▸ Work required:
Each line below that contains the word "ProducerCreatedEvent" must be copied.

▸ Extracted records:

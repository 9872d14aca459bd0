//! # Advisory Events
//!
//! Lifecycle notifications a broker publishes on the well-known `advisory.*` topics.
//! The destination watcher consumes them as ordinary messages to discover queues that
//! were never declared up front.
//!
//! ## Usage
//!
//! ```rust
//! use mq_stubber::events::advisory::AdvisoryEvent;
//! use mq_stubber::messaging::message::Destination;
//!
//! let event = AdvisoryEvent::producer_created("producer-1", Destination::queue("orders"));
//! assert_eq!(event.queue_name(), Some("orders"));
//! assert_eq!(event.event_type(), "producer_created");
//! assert_eq!(event.advisory_topic(), "advisory.producer");
//! ```

use chrono::{DateTime, Utc};
use serde::{Deserialize, Serialize};

use crate::constants::advisory;
use crate::messaging::message::Destination;

/// Union of all broker lifecycle notifications
#[derive(Debug, Clone, Serialize, Deserialize, PartialEq)]
#[serde(tag = "event_type", rename_all = "snake_case")]
pub enum AdvisoryEvent {
    ConnectionCreated(ConnectionCreatedEvent),
    DestinationCreated(DestinationCreatedEvent),
    ProducerCreated(ProducerCreatedEvent),
    ConsumerCreated(ConsumerCreatedEvent),
}

/// A client opened a connection
#[derive(Debug, Clone, Serialize, Deserialize, PartialEq)]
pub struct ConnectionCreatedEvent {
    pub connection_id: String,
    pub created_at: DateTime<Utc>,
}

/// A queue or topic came into existence
#[derive(Debug, Clone, Serialize, Deserialize, PartialEq)]
pub struct DestinationCreatedEvent {
    pub destination: Destination,
    pub created_at: DateTime<Utc>,
}

/// A producer was opened on a destination
#[derive(Debug, Clone, Serialize, Deserialize, PartialEq)]
pub struct ProducerCreatedEvent {
    pub producer_id: String,
    pub destination: Destination,
    pub created_at: DateTime<Utc>,
}

/// A consumer was opened on a destination
#[derive(Debug, Clone, Serialize, Deserialize, PartialEq)]
pub struct ConsumerCreatedEvent {
    pub consumer_id: String,
    pub destination: Destination,
    pub created_at: DateTime<Utc>,
}

impl AdvisoryEvent {
    pub fn connection_created(connection_id: impl Into<String>) -> Self {
        Self::ConnectionCreated(ConnectionCreatedEvent {
            connection_id: connection_id.into(),
            created_at: Utc::now(),
        })
    }

    pub fn destination_created(destination: Destination) -> Self {
        Self::DestinationCreated(DestinationCreatedEvent {
            destination,
            created_at: Utc::now(),
        })
    }

    pub fn producer_created(producer_id: impl Into<String>, destination: Destination) -> Self {
        Self::ProducerCreated(ProducerCreatedEvent {
            producer_id: producer_id.into(),
            destination,
            created_at: Utc::now(),
        })
    }

    pub fn consumer_created(consumer_id: impl Into<String>, destination: Destination) -> Self {
        Self::ConsumerCreated(ConsumerCreatedEvent {
            consumer_id: consumer_id.into(),
            destination,
            created_at: Utc::now(),
        })
    }

    /// Destination the event is about, if any
    #[must_use]
    pub fn destination(&self) -> Option<&Destination> {
        match self {
            Self::ConnectionCreated(_) => None,
            Self::DestinationCreated(event) => Some(&event.destination),
            Self::ProducerCreated(event) => Some(&event.destination),
            Self::ConsumerCreated(event) => Some(&event.destination),
        }
    }

    /// Queue name the event identifies. Topics and connections yield `None`.
    #[must_use]
    pub fn queue_name(&self) -> Option<&str> {
        self.destination()
            .filter(|destination| destination.is_queue())
            .map(Destination::physical_name)
    }

    #[must_use]
    pub fn timestamp(&self) -> DateTime<Utc> {
        match self {
            Self::ConnectionCreated(event) => event.created_at,
            Self::DestinationCreated(event) => event.created_at,
            Self::ProducerCreated(event) => event.created_at,
            Self::ConsumerCreated(event) => event.created_at,
        }
    }

    #[must_use]
    pub fn event_type(&self) -> &'static str {
        match self {
            Self::ConnectionCreated(_) => "connection_created",
            Self::DestinationCreated(_) => "destination_created",
            Self::ProducerCreated(_) => "producer_created",
            Self::ConsumerCreated(_) => "consumer_created",
        }
    }

    /// Topic this kind of event is published on
    #[must_use]
    pub fn advisory_topic(&self) -> &'static str {
        match self {
            Self::ConnectionCreated(_) => advisory::CONNECTION_TOPIC,
            Self::DestinationCreated(_) => advisory::DESTINATION_TOPIC,
            Self::ProducerCreated(_) => advisory::PRODUCER_TOPIC,
            Self::ConsumerCreated(_) => advisory::CONSUMER_TOPIC,
        }
    }
}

▸ Written answer:
    ProducerCreated(ProducerCreatedEvent),
pub struct ProducerCreatedEvent {
        Self::ProducerCreated(ProducerCreatedEvent {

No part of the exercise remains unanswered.